Riguardo alle descrizioni dettagliate di percorsi o salite, è così. Su molte pagine di sezioni alpinistiche pubblicano notizie sulle ultime salite (roccia, neve e ghiaccio). Nelle guide di arrampicata ci sono descrizioni dettagliate delle vie. Quindi, una via di arrampicata la posso studiare fino in fondo basandomi su descrizione, schizzi e foto. Ma non mi passa per la testa di affrontarla. È semplicemente oltre le mie capacità. E vale lo stesso se io o qualcun altro descrivo una salita su un difficile fuoripista. Chi le padroneggia ci andrebbe anche senza la mia descrizione e ce la farebbe, magari qualche info fresca aiuta (es. campi di neve). Per gli altri meno esperti o senza ambizioni simili, la mia o altrui descrizione può essere una lettura interessante.
Ho fortuna, anzi doppia fortuna. Vado in montagna dall'adolescenza precoce, presto 40 anni di pratica. E in settima elementare ho sostenuto l'esame di storia dell'alpinismo, "bon ton" in montagna, cioè comportamento, meteorologia, orientamento.

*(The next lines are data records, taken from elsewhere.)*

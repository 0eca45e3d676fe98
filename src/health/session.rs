//! Per-host health check bookkeeping shared by every protocol.
//!
//! # Responsibilities
//! - Turn probe outcomes into host health transitions
//! - Log transitions and record metrics
//! - Tell the scheduler a probe cycle has ended

use std::sync::Arc;

use tokio::sync::mpsc;

use crate::health::state::{FailureType, HealthTransition};
use crate::observability::metrics;
use crate::upstream::Host;

/// Final outcome of one probe cycle.
#[derive(Debug, Clone, Copy, PartialEq, Eq)]
pub enum ProbeOutcome {
    Success,
    Failure(FailureType),
}

/// Sink for probe outcomes.
pub trait OutcomeReporter: Send + Sync {
    fn handle_success(&self);

    fn handle_failure(&self, reason: FailureType);
}

/// Protocol-specific half of a host's health check, driven by the scheduler.
pub trait ActiveSession: Send + Sync {
    /// Start a probe cycle. Calls are serialized with `on_timeout` and never
    /// overlap an in-flight cycle.
    fn on_interval(&self);

    /// The in-flight probe missed its deadline.
    ///
    /// Returns false if the cycle ended before the timeout was handled; its
    /// outcome has then been, or is being, reported.
    fn on_timeout(&self) -> bool;

    /// Release any held connection.
    fn close(&self);
}

/// Creates protocol sessions for hosts.
pub trait HealthChecker: Send + Sync {
    fn new_session(
        self: Arc<Self>,
        host: Arc<dyn Host>,
        reporter: Arc<dyn OutcomeReporter>,
    ) -> Arc<dyn ActiveSession>;
}

/// Thresholds applied to consecutive outcomes.
#[derive(Debug, Clone, Copy)]
pub struct Thresholds {
    pub healthy: usize,
    pub unhealthy: usize,
}

/// Base session: applies outcomes to a host and notifies the scheduler.
pub struct HealthCheckSession {
    host: Arc<dyn Host>,
    cluster: String,
    thresholds: Thresholds,
    outcomes: mpsc::UnboundedSender<ProbeOutcome>,
}

impl HealthCheckSession {
    /// Returns the session and the receiver the scheduler waits on.
    pub fn new(
        host: Arc<dyn Host>,
        cluster: impl Into<String>,
        thresholds: Thresholds,
    ) -> (Self, mpsc::UnboundedReceiver<ProbeOutcome>) {
        let (outcomes, rx) = mpsc::unbounded_channel();
        (
            Self {
                host,
                cluster: cluster.into(),
                thresholds,
                outcomes,
            },
            rx,
        )
    }

    pub fn host(&self) -> &Arc<dyn Host> {
        &self.host
    }

    /// Record a probe that missed its deadline.
    ///
    /// Timeouts count as network failures against the host.
    pub fn handle_timeout(&self) {
        tracing::warn!(
            cluster = %self.cluster,
            host = %self.host.address(),
            "Health check timed out"
        );
        metrics::record_timeout(&self.cluster);
        self.apply(ProbeOutcome::Failure(FailureType::Network));
    }

    fn apply(&self, outcome: ProbeOutcome) {
        let health = self.host.health();
        let transition = match outcome {
            ProbeOutcome::Success => {
                metrics::record_success(&self.cluster);
                health.mark_success(self.thresholds.healthy)
            }
            ProbeOutcome::Failure(reason) => {
                metrics::record_failure(&self.cluster, reason);
                health.mark_failure(self.thresholds.unhealthy)
            }
        };

        if let Some(HealthTransition { from, to }) = transition {
            tracing::info!(
                cluster = %self.cluster,
                host = %self.host.address(),
                from = %from,
                to = %to,
                "Host health changed"
            );
        }
        metrics::record_host_health(
            &self.cluster,
            &self.host.address().to_string(),
            health.is_healthy(),
        );

        // The scheduler may already be gone during shutdown.
        let _ = self.outcomes.send(outcome);
    }
}

impl OutcomeReporter for HealthCheckSession {
    fn handle_success(&self) {
        self.apply(ProbeOutcome::Success);
    }

    fn handle_failure(&self, reason: FailureType) {
        tracing::warn!(
            cluster = %self.cluster,
            host = %self.host.address(),
            reason = %reason,
            "Health check failed"
        );
        self.apply(ProbeOutcome::Failure(reason));
    }
}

E altro. Quindi un po' di teoria prima della pratica c'è stata. E perché non suoni tutto troppo bello, alla fine mi cospargo di cenere. Anche io in "quei anni" ero scatenato e non solo in basso ma anche in alto, oltre i 1000m ad esempio, ho buttato qualcosa di inappropriato. Grazie a lui che mi è passato relativamente presto, così la media ora è sempre più in positivo. Concluderò su questo tema, cioè non interverrò più, aggiungerò solo questo: l'escursionismo di massa, spesso di campagna, causa molto più danno del fuoripista solitario. Rifugi alpini strapieni, scusa baite, causano più inquinamento di un solitario o due che bivaccano sotto un abete. Una motoslitta causa più rumore e inquinamento di un gruppo di sci alpinisti, anche se sono diciamo venti.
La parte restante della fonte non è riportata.